## REQUIREMENT
Nothing outside the range below should be printed. Output exactly the lines from the line with "after_long_help = USAGE_HELP)]" to the line with "let user = ||", both included.

## DATASET RECORDS
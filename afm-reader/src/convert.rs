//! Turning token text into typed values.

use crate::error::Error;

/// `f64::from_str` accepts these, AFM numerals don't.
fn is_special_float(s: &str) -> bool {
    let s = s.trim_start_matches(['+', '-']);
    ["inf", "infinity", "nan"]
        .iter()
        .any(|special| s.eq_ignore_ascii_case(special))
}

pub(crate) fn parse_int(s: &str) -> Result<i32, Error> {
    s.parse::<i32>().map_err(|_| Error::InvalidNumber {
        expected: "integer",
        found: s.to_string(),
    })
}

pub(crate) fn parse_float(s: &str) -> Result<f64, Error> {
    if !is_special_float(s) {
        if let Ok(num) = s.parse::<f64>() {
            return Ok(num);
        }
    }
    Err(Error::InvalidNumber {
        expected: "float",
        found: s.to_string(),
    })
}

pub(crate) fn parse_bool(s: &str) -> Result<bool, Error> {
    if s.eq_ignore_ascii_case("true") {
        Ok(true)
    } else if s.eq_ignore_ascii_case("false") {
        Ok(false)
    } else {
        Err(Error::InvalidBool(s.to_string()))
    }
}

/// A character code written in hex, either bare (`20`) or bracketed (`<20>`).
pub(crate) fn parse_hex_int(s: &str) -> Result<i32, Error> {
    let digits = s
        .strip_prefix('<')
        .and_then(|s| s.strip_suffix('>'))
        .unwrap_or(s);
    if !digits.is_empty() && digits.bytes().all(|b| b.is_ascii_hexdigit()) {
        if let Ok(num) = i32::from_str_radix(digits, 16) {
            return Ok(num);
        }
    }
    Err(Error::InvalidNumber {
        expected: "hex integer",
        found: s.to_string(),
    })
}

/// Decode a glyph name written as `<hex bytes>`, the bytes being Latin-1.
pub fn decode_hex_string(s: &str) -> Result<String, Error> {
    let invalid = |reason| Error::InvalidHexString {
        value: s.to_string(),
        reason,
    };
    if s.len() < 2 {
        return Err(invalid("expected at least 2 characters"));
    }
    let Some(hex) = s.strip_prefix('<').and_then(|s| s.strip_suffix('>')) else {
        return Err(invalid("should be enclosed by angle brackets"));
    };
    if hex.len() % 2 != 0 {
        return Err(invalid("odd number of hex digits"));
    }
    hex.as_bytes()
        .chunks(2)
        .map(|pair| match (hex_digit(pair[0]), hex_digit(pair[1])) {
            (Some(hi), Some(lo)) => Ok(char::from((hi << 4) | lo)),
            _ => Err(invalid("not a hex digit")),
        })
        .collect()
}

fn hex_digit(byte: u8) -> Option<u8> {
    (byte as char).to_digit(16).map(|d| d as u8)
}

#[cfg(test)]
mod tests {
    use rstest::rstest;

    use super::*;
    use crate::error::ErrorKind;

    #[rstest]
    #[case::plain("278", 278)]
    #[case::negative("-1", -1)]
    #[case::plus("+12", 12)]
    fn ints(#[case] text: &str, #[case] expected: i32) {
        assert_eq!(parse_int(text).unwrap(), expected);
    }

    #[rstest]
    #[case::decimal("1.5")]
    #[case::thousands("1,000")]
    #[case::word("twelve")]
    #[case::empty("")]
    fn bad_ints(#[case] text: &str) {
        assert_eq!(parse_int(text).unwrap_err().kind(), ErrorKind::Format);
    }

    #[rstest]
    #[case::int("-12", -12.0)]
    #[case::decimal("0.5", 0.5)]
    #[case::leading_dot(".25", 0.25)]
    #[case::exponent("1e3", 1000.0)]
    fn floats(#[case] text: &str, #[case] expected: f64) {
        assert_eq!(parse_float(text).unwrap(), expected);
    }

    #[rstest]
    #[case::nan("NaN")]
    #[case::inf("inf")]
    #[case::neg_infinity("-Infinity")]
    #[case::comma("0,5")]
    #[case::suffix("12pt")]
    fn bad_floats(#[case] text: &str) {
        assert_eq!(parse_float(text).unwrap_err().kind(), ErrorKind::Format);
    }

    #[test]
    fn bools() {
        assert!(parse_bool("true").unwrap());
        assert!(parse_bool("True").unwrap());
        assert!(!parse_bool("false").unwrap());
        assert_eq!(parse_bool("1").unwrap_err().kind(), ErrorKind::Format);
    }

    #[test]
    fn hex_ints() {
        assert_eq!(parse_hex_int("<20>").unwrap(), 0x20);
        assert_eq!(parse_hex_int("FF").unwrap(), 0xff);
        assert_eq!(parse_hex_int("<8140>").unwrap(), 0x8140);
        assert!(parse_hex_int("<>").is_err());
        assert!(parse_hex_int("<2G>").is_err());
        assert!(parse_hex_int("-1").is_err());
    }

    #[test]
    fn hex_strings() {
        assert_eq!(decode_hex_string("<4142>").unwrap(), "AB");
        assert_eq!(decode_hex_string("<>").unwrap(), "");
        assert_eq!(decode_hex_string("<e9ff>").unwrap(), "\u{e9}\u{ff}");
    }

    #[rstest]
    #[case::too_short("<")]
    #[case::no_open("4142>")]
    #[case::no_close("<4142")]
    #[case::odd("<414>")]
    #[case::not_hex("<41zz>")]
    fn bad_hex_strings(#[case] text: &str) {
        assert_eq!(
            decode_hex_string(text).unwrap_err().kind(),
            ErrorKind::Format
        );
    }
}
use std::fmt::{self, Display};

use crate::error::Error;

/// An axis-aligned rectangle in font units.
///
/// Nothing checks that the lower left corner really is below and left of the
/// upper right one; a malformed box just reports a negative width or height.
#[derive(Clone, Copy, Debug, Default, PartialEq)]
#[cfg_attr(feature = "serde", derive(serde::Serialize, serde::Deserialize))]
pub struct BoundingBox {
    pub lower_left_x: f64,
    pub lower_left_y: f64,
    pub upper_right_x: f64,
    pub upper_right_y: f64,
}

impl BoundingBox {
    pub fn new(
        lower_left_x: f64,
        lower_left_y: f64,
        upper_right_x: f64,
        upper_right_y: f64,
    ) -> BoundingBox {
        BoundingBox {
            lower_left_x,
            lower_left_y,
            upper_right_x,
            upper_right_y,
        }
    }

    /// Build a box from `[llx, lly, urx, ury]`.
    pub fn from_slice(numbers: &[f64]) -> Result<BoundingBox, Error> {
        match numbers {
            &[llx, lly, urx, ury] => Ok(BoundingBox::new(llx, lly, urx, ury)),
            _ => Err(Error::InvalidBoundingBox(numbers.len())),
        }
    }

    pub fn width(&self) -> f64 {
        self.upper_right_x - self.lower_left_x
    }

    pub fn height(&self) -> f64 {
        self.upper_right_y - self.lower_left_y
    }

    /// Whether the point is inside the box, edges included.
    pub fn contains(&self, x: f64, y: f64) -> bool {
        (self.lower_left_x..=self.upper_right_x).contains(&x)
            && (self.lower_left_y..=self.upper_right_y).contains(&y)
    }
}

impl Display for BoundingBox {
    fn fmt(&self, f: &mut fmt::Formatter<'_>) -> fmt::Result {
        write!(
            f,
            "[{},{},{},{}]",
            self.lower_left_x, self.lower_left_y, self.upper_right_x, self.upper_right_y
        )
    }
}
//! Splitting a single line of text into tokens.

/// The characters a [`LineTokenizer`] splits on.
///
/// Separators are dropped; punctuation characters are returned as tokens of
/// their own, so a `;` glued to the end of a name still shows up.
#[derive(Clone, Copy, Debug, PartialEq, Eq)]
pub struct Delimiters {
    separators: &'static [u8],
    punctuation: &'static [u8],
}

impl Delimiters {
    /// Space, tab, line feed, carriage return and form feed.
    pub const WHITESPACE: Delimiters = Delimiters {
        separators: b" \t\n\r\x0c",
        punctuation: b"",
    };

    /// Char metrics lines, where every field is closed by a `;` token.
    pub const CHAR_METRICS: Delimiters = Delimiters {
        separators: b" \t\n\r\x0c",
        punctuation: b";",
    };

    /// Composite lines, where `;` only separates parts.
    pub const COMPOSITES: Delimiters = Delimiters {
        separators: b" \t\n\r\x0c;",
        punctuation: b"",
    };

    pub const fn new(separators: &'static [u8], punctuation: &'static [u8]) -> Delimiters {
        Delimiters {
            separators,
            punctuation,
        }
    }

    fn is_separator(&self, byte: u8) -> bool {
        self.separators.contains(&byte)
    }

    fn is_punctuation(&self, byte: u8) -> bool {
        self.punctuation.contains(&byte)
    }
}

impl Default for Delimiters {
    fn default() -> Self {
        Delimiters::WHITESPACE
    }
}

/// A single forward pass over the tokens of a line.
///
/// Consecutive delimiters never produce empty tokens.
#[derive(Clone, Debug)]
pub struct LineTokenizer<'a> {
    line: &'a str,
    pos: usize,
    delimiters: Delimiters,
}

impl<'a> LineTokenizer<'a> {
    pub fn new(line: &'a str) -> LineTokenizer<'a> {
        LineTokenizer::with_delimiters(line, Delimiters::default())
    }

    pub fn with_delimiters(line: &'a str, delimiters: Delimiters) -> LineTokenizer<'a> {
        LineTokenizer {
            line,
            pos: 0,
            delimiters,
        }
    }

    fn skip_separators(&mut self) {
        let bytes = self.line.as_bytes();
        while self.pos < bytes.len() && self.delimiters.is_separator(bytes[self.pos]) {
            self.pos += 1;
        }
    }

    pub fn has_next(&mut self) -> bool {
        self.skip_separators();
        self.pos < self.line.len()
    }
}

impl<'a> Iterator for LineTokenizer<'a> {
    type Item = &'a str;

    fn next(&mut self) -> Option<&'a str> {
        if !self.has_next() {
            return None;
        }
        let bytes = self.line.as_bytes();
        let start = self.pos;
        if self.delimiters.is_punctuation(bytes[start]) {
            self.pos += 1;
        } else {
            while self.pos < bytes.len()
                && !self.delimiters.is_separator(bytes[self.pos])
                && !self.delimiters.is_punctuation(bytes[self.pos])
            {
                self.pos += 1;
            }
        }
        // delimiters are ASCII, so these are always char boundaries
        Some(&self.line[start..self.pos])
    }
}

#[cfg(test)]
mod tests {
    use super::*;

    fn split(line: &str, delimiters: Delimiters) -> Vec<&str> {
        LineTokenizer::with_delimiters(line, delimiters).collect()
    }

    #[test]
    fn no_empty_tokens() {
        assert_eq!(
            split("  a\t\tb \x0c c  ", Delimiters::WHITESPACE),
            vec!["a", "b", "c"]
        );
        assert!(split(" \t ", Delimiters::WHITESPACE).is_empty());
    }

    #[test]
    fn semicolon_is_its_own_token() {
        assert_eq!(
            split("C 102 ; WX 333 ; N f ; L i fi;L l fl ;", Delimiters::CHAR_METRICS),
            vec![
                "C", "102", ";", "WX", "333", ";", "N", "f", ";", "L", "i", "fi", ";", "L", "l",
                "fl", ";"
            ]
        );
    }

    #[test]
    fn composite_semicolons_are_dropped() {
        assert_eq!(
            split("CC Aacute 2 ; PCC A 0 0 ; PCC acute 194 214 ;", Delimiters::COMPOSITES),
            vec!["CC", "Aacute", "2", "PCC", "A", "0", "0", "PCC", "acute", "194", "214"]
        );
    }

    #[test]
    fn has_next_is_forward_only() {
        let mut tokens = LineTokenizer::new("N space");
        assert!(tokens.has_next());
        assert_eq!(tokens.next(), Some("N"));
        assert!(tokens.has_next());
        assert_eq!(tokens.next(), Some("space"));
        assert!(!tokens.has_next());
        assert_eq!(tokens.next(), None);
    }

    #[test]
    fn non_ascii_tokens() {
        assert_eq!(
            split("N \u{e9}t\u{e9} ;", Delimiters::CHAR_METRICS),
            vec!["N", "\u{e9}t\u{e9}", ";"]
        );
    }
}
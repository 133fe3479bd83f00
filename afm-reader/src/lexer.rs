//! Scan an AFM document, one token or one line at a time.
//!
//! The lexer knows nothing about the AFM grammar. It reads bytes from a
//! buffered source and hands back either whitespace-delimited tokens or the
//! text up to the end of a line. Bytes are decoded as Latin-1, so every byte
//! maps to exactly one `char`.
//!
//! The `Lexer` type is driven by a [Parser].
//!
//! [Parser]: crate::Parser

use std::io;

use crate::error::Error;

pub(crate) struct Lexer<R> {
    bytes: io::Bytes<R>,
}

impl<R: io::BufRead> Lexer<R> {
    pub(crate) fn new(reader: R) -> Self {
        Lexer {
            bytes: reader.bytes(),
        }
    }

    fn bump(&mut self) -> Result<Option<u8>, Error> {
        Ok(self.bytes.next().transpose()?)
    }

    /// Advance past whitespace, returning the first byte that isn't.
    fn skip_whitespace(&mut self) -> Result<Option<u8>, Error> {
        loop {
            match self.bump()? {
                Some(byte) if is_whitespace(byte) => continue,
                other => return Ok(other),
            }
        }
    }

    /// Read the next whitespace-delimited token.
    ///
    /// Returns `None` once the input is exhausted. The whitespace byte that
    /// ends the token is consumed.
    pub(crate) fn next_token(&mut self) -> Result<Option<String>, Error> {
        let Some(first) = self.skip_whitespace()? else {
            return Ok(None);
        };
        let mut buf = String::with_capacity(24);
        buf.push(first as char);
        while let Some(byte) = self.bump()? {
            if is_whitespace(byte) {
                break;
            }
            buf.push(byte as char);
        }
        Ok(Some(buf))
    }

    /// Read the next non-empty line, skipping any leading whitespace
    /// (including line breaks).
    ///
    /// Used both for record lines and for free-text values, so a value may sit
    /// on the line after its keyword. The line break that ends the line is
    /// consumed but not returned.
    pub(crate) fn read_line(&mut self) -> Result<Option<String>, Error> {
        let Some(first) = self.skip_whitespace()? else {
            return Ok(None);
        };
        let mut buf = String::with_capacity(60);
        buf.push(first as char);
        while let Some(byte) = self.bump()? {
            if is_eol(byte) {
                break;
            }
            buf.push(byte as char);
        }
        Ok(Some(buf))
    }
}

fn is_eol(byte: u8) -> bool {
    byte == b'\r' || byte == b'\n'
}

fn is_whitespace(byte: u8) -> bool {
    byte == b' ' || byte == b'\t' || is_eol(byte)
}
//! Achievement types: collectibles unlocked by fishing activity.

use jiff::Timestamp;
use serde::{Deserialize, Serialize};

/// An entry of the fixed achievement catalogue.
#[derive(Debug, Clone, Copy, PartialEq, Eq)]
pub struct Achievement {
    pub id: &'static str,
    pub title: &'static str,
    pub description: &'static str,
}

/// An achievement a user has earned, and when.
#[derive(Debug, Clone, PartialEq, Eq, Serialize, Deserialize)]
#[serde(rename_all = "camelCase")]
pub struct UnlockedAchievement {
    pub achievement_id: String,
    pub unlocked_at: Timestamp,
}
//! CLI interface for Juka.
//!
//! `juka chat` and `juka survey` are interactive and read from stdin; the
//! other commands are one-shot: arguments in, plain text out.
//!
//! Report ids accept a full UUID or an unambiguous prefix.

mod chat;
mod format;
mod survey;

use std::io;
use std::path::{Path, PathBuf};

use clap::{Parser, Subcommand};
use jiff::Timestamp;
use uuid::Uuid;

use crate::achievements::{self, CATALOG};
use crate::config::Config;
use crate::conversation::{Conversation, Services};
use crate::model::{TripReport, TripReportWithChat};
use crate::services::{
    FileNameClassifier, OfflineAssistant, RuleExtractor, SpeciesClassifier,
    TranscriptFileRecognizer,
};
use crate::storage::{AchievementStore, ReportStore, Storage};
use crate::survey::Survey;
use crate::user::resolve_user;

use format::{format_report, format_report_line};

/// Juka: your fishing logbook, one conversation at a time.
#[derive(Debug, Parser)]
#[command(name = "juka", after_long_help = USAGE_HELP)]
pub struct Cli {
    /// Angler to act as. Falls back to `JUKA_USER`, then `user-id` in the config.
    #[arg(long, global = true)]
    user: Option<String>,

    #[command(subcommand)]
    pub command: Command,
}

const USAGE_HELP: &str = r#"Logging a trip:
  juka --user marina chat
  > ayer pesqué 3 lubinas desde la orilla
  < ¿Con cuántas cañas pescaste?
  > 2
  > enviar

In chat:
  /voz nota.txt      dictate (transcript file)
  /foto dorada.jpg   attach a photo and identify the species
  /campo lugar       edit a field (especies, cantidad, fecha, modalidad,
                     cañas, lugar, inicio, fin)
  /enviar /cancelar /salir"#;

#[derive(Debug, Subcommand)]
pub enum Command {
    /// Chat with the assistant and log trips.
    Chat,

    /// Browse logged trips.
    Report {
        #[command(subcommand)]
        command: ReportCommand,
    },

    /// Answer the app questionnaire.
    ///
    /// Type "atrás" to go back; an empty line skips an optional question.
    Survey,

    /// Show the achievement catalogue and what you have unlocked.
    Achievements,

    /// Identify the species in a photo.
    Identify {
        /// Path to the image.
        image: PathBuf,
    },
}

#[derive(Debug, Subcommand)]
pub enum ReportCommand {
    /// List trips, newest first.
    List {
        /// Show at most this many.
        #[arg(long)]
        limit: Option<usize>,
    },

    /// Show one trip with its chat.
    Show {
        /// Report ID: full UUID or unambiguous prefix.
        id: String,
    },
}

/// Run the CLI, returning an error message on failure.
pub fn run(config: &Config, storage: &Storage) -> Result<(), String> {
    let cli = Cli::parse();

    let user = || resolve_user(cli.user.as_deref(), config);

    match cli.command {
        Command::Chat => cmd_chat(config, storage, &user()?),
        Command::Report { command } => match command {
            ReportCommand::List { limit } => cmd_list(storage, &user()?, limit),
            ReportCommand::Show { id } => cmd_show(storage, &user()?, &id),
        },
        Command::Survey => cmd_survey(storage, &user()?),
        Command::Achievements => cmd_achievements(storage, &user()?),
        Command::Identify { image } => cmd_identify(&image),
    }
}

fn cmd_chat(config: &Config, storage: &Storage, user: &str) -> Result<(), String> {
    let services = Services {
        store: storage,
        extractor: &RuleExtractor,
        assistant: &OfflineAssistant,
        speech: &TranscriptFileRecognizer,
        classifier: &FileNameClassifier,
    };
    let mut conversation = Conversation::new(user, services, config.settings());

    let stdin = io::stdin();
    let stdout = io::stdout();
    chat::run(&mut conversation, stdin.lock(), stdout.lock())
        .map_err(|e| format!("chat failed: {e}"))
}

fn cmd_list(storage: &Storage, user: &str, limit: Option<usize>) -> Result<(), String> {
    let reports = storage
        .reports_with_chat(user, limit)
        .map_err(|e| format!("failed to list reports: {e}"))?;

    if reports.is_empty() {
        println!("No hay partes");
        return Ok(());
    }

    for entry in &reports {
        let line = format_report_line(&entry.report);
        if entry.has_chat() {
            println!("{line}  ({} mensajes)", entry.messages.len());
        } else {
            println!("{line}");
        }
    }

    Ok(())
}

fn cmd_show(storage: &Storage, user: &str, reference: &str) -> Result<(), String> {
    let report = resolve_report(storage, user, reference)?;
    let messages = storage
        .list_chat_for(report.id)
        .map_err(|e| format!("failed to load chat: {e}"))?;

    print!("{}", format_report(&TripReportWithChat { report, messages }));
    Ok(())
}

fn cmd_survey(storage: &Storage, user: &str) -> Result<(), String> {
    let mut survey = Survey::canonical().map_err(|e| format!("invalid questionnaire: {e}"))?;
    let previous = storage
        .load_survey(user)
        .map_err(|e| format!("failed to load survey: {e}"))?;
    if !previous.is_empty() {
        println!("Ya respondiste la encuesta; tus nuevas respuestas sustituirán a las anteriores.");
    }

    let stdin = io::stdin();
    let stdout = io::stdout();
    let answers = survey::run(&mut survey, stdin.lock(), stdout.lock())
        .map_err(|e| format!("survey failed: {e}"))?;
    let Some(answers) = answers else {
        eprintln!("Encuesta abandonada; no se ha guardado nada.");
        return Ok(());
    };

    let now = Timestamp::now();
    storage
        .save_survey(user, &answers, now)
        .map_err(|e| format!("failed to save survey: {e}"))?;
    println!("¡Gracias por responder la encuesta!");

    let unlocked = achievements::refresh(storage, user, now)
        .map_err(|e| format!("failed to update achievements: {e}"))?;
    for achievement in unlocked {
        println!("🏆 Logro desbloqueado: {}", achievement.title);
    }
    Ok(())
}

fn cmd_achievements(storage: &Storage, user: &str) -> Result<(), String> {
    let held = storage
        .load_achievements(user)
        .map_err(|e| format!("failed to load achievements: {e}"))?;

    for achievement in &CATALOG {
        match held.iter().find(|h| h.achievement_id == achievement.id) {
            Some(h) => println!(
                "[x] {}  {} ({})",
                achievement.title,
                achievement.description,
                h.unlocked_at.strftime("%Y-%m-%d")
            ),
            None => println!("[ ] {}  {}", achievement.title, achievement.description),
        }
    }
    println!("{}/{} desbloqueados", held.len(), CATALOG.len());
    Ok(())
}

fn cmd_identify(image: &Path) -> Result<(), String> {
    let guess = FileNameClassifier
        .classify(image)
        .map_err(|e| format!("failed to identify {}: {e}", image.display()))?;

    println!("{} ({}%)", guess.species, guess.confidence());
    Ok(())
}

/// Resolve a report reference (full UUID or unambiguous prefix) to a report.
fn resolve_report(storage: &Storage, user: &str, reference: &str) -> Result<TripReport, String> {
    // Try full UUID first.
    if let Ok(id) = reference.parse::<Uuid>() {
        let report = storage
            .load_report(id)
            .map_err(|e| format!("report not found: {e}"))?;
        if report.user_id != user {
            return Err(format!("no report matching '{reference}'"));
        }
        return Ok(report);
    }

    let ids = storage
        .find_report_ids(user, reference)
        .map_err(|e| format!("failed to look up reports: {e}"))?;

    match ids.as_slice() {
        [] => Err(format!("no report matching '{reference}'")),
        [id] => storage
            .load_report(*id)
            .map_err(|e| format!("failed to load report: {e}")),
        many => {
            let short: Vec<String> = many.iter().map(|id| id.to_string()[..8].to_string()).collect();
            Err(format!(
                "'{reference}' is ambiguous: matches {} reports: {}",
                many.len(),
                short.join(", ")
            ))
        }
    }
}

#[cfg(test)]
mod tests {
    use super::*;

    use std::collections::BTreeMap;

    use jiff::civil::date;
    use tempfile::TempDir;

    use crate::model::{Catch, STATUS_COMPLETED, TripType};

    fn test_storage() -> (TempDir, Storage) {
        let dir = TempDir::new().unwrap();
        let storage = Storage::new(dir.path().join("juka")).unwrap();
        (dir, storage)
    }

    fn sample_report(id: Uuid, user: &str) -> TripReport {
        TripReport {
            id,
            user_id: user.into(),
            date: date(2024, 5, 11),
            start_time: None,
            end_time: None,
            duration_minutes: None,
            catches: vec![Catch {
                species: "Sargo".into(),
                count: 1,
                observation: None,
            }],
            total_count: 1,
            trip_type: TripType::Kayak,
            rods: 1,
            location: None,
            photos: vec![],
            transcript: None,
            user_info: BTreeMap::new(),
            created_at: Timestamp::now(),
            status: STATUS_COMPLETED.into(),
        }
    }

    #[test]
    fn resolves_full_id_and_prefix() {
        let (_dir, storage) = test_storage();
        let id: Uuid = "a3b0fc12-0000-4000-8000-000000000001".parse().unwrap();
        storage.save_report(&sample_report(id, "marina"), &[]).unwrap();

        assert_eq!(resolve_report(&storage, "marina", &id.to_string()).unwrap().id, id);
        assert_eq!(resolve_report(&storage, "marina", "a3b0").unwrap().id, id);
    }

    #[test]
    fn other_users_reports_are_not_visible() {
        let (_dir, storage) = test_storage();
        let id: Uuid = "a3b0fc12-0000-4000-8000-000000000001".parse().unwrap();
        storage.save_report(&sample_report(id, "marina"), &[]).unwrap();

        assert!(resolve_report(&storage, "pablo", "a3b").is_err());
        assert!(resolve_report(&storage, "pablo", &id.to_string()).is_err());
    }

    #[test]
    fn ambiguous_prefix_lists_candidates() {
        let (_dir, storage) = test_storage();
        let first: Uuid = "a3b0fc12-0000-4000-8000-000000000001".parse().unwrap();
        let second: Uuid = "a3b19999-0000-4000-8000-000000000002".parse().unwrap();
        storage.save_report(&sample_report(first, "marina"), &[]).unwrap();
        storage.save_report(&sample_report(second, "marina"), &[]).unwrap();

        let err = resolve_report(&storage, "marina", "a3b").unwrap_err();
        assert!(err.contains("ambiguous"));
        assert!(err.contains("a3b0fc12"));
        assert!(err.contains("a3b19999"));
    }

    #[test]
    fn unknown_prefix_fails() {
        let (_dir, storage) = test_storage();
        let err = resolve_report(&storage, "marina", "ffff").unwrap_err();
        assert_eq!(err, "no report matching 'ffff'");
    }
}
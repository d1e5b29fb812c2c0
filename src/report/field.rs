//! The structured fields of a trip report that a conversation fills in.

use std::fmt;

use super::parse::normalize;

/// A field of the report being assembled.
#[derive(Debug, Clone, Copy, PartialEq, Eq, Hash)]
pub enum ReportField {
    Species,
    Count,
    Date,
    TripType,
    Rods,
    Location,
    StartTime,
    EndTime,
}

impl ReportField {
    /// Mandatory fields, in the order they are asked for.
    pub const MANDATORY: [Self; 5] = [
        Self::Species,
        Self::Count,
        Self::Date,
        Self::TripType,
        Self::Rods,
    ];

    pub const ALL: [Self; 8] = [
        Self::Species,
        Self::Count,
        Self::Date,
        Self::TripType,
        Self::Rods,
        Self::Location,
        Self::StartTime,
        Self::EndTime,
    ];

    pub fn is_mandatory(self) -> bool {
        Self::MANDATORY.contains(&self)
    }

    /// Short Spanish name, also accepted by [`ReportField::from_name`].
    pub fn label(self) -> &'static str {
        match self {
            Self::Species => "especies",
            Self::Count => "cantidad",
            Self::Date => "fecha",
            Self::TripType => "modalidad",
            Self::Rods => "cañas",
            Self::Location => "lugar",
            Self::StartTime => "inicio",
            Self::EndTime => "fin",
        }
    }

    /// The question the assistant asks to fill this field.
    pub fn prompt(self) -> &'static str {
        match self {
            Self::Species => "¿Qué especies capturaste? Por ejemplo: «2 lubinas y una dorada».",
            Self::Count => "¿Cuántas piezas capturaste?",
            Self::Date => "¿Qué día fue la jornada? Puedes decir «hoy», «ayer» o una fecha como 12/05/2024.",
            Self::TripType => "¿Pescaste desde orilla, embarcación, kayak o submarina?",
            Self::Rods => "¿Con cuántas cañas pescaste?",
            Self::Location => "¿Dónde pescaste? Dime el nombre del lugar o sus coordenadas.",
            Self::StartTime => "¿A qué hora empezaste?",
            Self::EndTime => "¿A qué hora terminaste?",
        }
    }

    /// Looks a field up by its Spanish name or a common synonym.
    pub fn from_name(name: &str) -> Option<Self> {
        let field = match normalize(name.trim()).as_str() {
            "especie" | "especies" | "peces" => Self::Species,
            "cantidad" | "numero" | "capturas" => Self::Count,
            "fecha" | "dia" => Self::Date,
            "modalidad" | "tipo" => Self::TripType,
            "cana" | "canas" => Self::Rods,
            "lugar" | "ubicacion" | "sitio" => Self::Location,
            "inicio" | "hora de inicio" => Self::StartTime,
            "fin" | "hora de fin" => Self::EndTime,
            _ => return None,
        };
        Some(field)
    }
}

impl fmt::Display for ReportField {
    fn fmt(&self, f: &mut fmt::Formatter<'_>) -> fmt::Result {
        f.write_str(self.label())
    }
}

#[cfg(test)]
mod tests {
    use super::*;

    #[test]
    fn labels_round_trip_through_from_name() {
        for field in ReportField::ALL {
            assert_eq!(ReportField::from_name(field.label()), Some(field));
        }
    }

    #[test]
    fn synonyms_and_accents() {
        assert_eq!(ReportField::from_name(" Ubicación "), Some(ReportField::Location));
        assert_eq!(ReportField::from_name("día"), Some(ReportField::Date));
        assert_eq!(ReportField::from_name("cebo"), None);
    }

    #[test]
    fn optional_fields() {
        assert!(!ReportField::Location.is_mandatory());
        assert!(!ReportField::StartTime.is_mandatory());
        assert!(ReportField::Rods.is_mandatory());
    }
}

## THE COMPLETED TASK
#[command(name = "juka", after_long_help = USAGE_HELP)]
pub struct Cli {
    /// Angler to act as. Falls back to `JUKA_USER`, then `user-id` in the config.
    #[arg(long, global = true)]
    user: Option<String>,

    #[command(subcommand)]
    pub command: Command,
}

const USAGE_HELP: &str = r#"Logging a trip:
  juka --user marina chat
  > ayer pesqué 3 lubinas desde la orilla
  < ¿Con cuántas cañas pescaste?
  > 2
  > enviar

In chat:
  /voz nota.txt      dictate (transcript file)
  /foto dorada.jpg   attach a photo and identify the species
  /campo lugar       edit a field (especies, cantidad, fecha, modalidad,
                     cañas, lugar, inicio, fin)
  /enviar /cancelar /salir"#;

#[derive(Debug, Subcommand)]
pub enum Command {
    /// Chat with the assistant and log trips.
    Chat,

    /// Browse logged trips.
    Report {
        #[command(subcommand)]
        command: ReportCommand,
    },

    /// Answer the app questionnaire.
    ///
    /// Type "atrás" to go back; an empty line skips an optional question.
    Survey,

    /// Show the achievement catalogue and what you have unlocked.
    Achievements,

    /// Identify the species in a photo.
    Identify {
        /// Path to the image.
        image: PathBuf,
    },
}

#[derive(Debug, Subcommand)]
pub enum ReportCommand {
    /// List trips, newest first.
    List {
        /// Show at most this many.
        #[arg(long)]
        limit: Option<usize>,
    },

    /// Show one trip with its chat.
    Show {
        /// Report ID: full UUID or unambiguous prefix.
        id: String,
    },
}

/// Run the CLI, returning an error message on failure.
pub fn run(config: &Config, storage: &Storage) -> Result<(), String> {
    let cli = Cli::parse();

    let user = || resolve_user(cli.user.as_deref(), config);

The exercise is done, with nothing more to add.